If you really want to singe your physiognomy beyond recognition, you could learn to fly a helicopter, a ludicrously expensive and dangerous form of transport that enables the superrich to perish in their own personal fireball. If a disgruntled Iraqi with a surface- to-air missile doesn't get you, then a momentary lapse in the pilot's concentration probably will, as was confirmed by archive of some extremely nasty infernos in last night's Building the Ultimate Helicopter (Five).

The narrator talked reassuringly of recent developments in safety, such as a modern Chinook's ability to "auto-rotate" without power like a sycamore seed, but the accompanying footage didn't inspire much confidence in the technique, mainly because the pilot hastily switched on his 3,000hp engines again when 50ft from the ground, to avoid what is known technically as a "crash". And nobody even mentioned the delicate matter of what my highflying friends refer to as the "Jesus bolt", which connects the rotor head to the frame, and is so called because, if it breaks, you just have time to utter the single word "Jesus" before your head is forced down into your chest cavity, thereby enabling you to stare out at the world through your own nipples.

Before looking at the latest models, the programme chronicled the machine's evolution, from ungainly and useless toy to essential military vehicle.

Apparently, a Spaniard called Juan de la Cierva developed the first practical helicopter back in 1923, but it wasn't until the Korean war in the early 1950s that the machines became fast and reliable enough to be used in active service.

There followed a period of innovation, with turbine engines replacing pistons, lightweight plastics superseding steel, and changes to the shape of the rotating blades, although nobody in the industry has yet followed up my revolutionary idea of fitting an ejector seat. Pity.

For years, I've been trying to persuade Noel Edmonds to have one installed, so that he can shoot upwards through his own rotors, and slowly descend as 150lbs of thinly-sliced salami.

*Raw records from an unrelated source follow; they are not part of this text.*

//! Drainage forest as a flat arena of node ids.
//!
//! Every node has exactly one receiver; a node that is its own receiver is an
//! outlet. The upstream-first visit order comes from the flow router and is
//! only checked here, never derived. Donor lists are the inverse of the
//! receiver map with self-loops removed.

use smallvec::SmallVec;

use crate::error::{Result, SedFluxError};

/// Donor ids of one node (most nodes have few).
pub type Donors = SmallVec<[usize; 6]>;

/// Receiver graph plus visit order, validated once.
#[derive(Clone, Debug, PartialEq)]
pub struct DrainageNetwork {
    receivers: Vec<usize>,
    order: Vec<usize>,
    donors: Vec<Donors>,
}

impl DrainageNetwork {
    /// Build and validate a network.
    ///
    /// Fails when a receiver is out of range, when `order` is not a
    /// permutation of `0..n`, or when a node is visited before one of its
    /// donors (which also rules out cycles among non-outlet nodes).
    pub fn new(receivers: Vec<usize>, order: Vec<usize>) -> Result<Self> {
        let n = receivers.len();
        if order.len() != n {
            return Err(SedFluxError::InvalidNetwork(format!(
                "visit order has {} entries for {} nodes",
                order.len(),
                n
            )));
        }
        for (node, &r) in receivers.iter().enumerate() {
            if r >= n {
                return Err(SedFluxError::InvalidNetwork(format!(
                    "node {node} drains to {r}, outside 0..{n}"
                )));
            }
        }

        let mut position = vec![usize::MAX; n];
        for (pos, &node) in order.iter().enumerate() {
            if node >= n {
                return Err(SedFluxError::NodeOutOfRange { node, len: n });
            }
            if position[node] != usize::MAX {
                return Err(SedFluxError::InvalidNetwork(format!(
                    "node {node} appears twice in the visit order"
                )));
            }
            position[node] = pos;
        }

        let mut donors: Vec<Donors> = vec![Donors::new(); n];
        for (node, &r) in receivers.iter().enumerate() {
            if r == node {
                continue;
            }
            if position[node] >= position[r] {
                return Err(SedFluxError::InvalidNetwork(format!(
                    "node {r} is visited before its donor {node}"
                )));
            }
            donors[r].push(node);
        }

        Ok(Self { receivers, order, donors })
    }

    /// Number of nodes.
    pub fn len(&self) -> usize {
        self.receivers.len()
    }

    /// True when the network has no nodes.
    pub fn is_empty(&self) -> bool {
        self.receivers.is_empty()
    }

    /// Receiver of `node`.
    #[inline]
    pub fn receiver(&self, node: usize) -> usize {
        self.receivers[node]
    }

    /// Full receiver map.
    pub fn receivers(&self) -> &[usize] {
        &self.receivers
    }

    /// Upstream-first visit order.
    pub fn order(&self) -> &[usize] {
        &self.order
    }

    /// Nodes draining directly into `node`.
    #[inline]
    pub fn donors(&self, node: usize) -> &[usize] {
        &self.donors[node]
    }

    /// Whether `node` drains to itself.
    #[inline]
    pub fn is_outlet(&self, node: usize) -> bool {
        self.receivers[node] == node
    }

    /// Outlet ids in ascending order.
    pub fn outlets(&self) -> impl Iterator<Item = usize> + '_ {
        self.receivers.iter().enumerate().filter(|&(i, &r)| i == r).map(|(i, _)| i)
    }
}
//! Sediment-flux-dependent channel incision on drainage networks.
//!
//! Closure functions damp detachment-limited erosion by relative sediment
//! flux; a pseudo-implicit per-node solver and an upstream-first sweep route
//! the resulting sediment against finite transport capacity; an adaptive
//! substep controller keeps each increment CFL-stable.
#![deny(missing_docs)]
#![deny(clippy::unwrap_used, clippy::expect_used, clippy::dbg_macro, clippy::large_enum_variant)]

pub mod cfl;
pub mod closure;
pub mod config;
pub mod eroder;
pub mod error;
pub mod fields;
pub mod laws;
pub mod network;
pub mod solver;
pub mod substep;
pub mod sweep;

pub use closure::{ClosureKind, HumpShape, SedFluxClosure};
pub use config::SedDepConfig;
pub use eroder::{SedDepEroder, StepReport};
pub use error::{Result, SedFluxError};
pub use fields::{FloodedNodes, NodeFields};
pub use network::DrainageNetwork;
pub use solver::{FluxSolveOutcome, NodeFluxSolver};
pub use sweep::{FluxState, NodeForcing, OutletPolicy, SweepEngine};

/// Returns the engine version string from Cargo metadata.
pub fn version() -> &'static str {
    env!("CARGO_PKG_VERSION")
}
#[cfg(test)]
mod tests {
    use super::*;

    #[test]
    fn version_is_semver_like() {
        assert!(version().split('.').count() >= 3);
    }
}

Speaking breathlessly over a cheap and relentless drum 'n' bass ostinato, the narrator promised that part two would reveal "the one enemy that engineers still have to overcome". I'd expected it to be gravity, but the helicopter's nemesis turned out to be birds, which can hit a windscreen at more than 200mph, and can shatter even laminated glass. Thus it was that we were introduced to a man whose job consists of stuffing game birds into the barrel of a nitrogen gas gun, and firing them at windscreens at a speed of 310mph (they'd certainly have to be game to agree to that).

ITHINK the pheasant we saw receiving this treatment was already dead, but if not, I bet I know what the last thing that went through its mind was. Its arse. Talking of which, I had a pheasant leave me at damn near that speed, through the same orifice, shortly after my last visit (and I mean my last visit) to the Ivy.

Edited like a rock video and hyperactively voiced by a man who would make you want to call the police if he spoke to you like that in the street, this was a documentary that (like its subject) hovered aimlessly and lacked momentum. With ghoulish glee, each crash and splat was played several times, so we could enjoy the mayhem to the full, and the use of computer graphics of the mechanical workings seemed unnecessary, when it would have been simpler and clearer to have shown the real thing.

Just as the weak point of a helicopter is pilot error, so the weak point of this programme was its gauche and clumsy script, full of clunking phrases like "with bated breath, they nervously watched", and "all engineers know well the bird strike test". Doubtless the script was written by the producer in a bid to save on the budget, and she was obviously a keen orthinologist.

No, I don't mean ornithologist, I mean orthinologist. She wasn't a bird watcher, she was a word botcher.